### Exercise
Please go over the material below and count each line with the string "AppConfig", giving only the total.

### Input for this task

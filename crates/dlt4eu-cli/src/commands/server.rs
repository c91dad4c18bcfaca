//! `dlt4eu server` — Start an HTTP server instance to handle incoming
//! requests.

use clap::Args;
use std::path::PathBuf;

use dlt4eu_service::{api, Handler};

use crate::config::AppConfig;

#[derive(Args, Debug)]
pub struct ServerArgs {
    /// Path to the configuration file (TOML).
    #[arg(short, long, default_value = "dlt4eu.toml")]
    pub config: PathBuf,

    /// Override the HTTP port.
    #[arg(long)]
    pub port: Option<u16>,
}

pub async fn run(args: &ServerArgs) -> anyhow::Result<()> {
    let mut config = AppConfig::load(&args.config)?;
    if let Some(port) = args.port {
        config.http.port = port;
    }
    let listen_addr = config.http_addr()?;

    let handler = Handler::new(config.service)?;
    tracing::info!(
        "dlt4eu v{} waiting for requests on http://{}",
        env!("CARGO_PKG_VERSION"),
        listen_addr
    );

    let shutdown = async {
        tokio::signal::ctrl_c()
            .await
            .expect("failed to listen for ctrl-c");
        tracing::info!("received shutdown signal");
    };

    tokio::select! {
        result = api::start_server(listen_addr, handler.resolver()) => {
            result?;
        }
        _ = shutdown => {
            tracing::info!("closing server");
        }
    }

    handler.shutdown();
    Ok(())
}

### Problem solution
2